A opção de reimplantar começa assim, pela necessidade de avaliar a probabilidade de cada um destes tipos de evolução, pois que a cura do periodonto, com restitutio ad integrum, parece ser uma raridade e a reabsorção superficial pouco frequente. Há que verificar também:

  1. se a extremidade da raiz se encontra já completamente formada ou não, definindo-se a probabilidade de sobrevivência da polpa ou a necessidade de indução do encerramento radicular, no futuro, pelo recurso ao Ca (HO)2 e consequente aumento da probabilidade de fractura radicular e insucesso;
  2. igualmente se se trata de dente são, a reimplantar em alvéolo são e arcada não apinhada;
  3. há que ter em conta ainda a acessibilidade geográfica e social, e a possibilidade de deslocação, por exemplo, a centro onde possa ser feito o seguimento adequado.

Reitera-se a antibioticoterapia profiláctica, idealmente com beta-lactâmicos, nas doses habituais; a antibioticoterapia é facto relevante no sucesso e deve ser promovida no serviço de urgência. (ver atrás – Actuação prioritária)

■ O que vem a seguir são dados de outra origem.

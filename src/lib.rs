//!
//! # SVG path data
//!
//! Translates the path mini-language used by the SVG `d` attribute into a sequence of
//! drawing primitives (move, line, cubic and quadratic curves, close) issued against a
//! `PathSink`.
//!
//! ```
//! use flo_svg_path::*;
//!
//! let mut ops: Vec<PathOp> = vec![];
//! compile_path("M75 0, 0 200, 150 200 Z", &mut ops).unwrap();
//!
//! assert!(ops[0] == PathOp::Move(75.0, 0.0));
//! assert!(ops[3] == PathOp::ClosePath);
//! ```
//!
#![warn(bare_trait_objects)]

#[macro_use] extern crate serde_derive;
#[macro_use] extern crate log;

mod error;
mod error_mode;
mod number;
mod resolve;
mod command;
mod state;
mod split;
mod arc;
mod sink;
mod parser;

#[cfg(feature = "canvas")]
mod canvas;

pub use self::error::*;
pub use self::error_mode::*;
pub use self::number::*;
pub use self::command::*;
pub use self::split::*;
pub use self::arc::*;
pub use self::sink::*;
pub use self::parser::*;

#[cfg(feature = "canvas")]
pub use self::canvas::*;
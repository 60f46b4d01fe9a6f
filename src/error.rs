use std::fmt;
use std::error::Error;

///
/// Errors that can occur while compiling path data
///
#[derive(Clone, Debug, PartialEq)]
pub enum PathError {
    /// Some numeric text could not be read as a number (the text is included)
    ParseFailure(String),

    /// A command was supplied with a number of arguments that is not a whole number of groups
    ParamMismatch { command: char, num_args: usize },

    /// An unrecognised command letter was found (only reported in strict mode)
    UnknownCommand(char)
}

impl fmt::Display for PathError {
    fn fmt(&self, f: &mut fmt::Formatter) -> fmt::Result {
        use self::PathError::*;

        match self {
            ParseFailure(text)                      => write!(f, "'{}' is not a valid number", text),
            ParamMismatch { command, num_args }     => write!(f, "Param mismatch: '{}' cannot take {} arguments", command, num_args),
            UnknownCommand(command)                 => write!(f, "Unknown command '{}'", command)
        }
    }
}

impl Error for PathError { }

Se o dente estiver em meio seco, como geralmente acontece, deve ser transferido para salino ou leite, manipulado pela coroa, nunca pela raiz, evitando lesão acrescida das células periodontais.

Reforçando o que foi dito antes, na ausência de acesso rápido a estomatologista, deve ser reimplantado imediatamente, se a menos de 20 minutos do acidente. Se o ápex estiver aberto, justifica-se um banho prévio, de 5 minutos, num soluto de 1 grama de doxiciclina para 20 ml de água destilada.

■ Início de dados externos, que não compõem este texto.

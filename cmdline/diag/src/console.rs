use flo_svg_path::*;

use std::io;
use std::io::prelude::*;

///
/// The ways the diagnostic tool can describe a compiled path
///
#[derive(Clone, Copy, PartialEq, Debug)]
pub enum OutputFormat {
    /// The path operations as a JSON array
    Json,

    /// One path operation per line
    Text,

    /// Just the bounding box of the path
    Bounds
}

///
/// Writes the result of compiling a path to the specified output stream
///
pub fn write_path<Output: Write>(output: &mut Output, ops: &[PathOp], format: OutputFormat) -> io::Result<()> {
    match format {
        OutputFormat::Json => {
            let json = serde_json::to_string_pretty(ops).map_err(|err| io::Error::new(io::ErrorKind::Other, err))?;
            writeln!(output, "{}", json)?;
        }

        OutputFormat::Text => {
            for op in ops.iter() {
                writeln!(output, "{:?}", op)?;
            }
        }

        OutputFormat::Bounds => {
            let mut bounds = PathBounds::new();
            for op in ops.iter() {
                bounds.draw(*op);
            }

            match bounds.bounds() {
                Some(((minx, miny), (maxx, maxy)))  => writeln!(output, "{} {} {} {}", minx, miny, maxx, maxy)?,
                None                                => writeln!(output, "(empty)")?
            }
        }
    }

    Ok(())
}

Se o tempo extra-alveolar for superior a 1 hora, é desejável submeter a raiz ao ácido cítrico e a um fluoreto, minorando os riscos de reabsorção externa inflamatória, e reimplantar, mesmo que o reposicionamento conseguido não seja o ideal.

A dificuldade na adaptação ao alvéolo pode resolver-se através de irrigação com seringa de soro (remoção de coágulos), ou suavemente empurrando, com instrumento cirúrgico, as tábuas fracturadas. Não deve exercer-se pressão importante com o dente.

Na indisponibilidade de um método ortopédico de contenção, a pressão dos lábios, ajudada por um dedo ou pela interposição de um objecto, podem ser de grande utilidade.

Apesar da necessidade de boa gestão do tempo, a tendência internacional é obter-se consentimento informado, seja para reimplantar, seja para não reimplantar.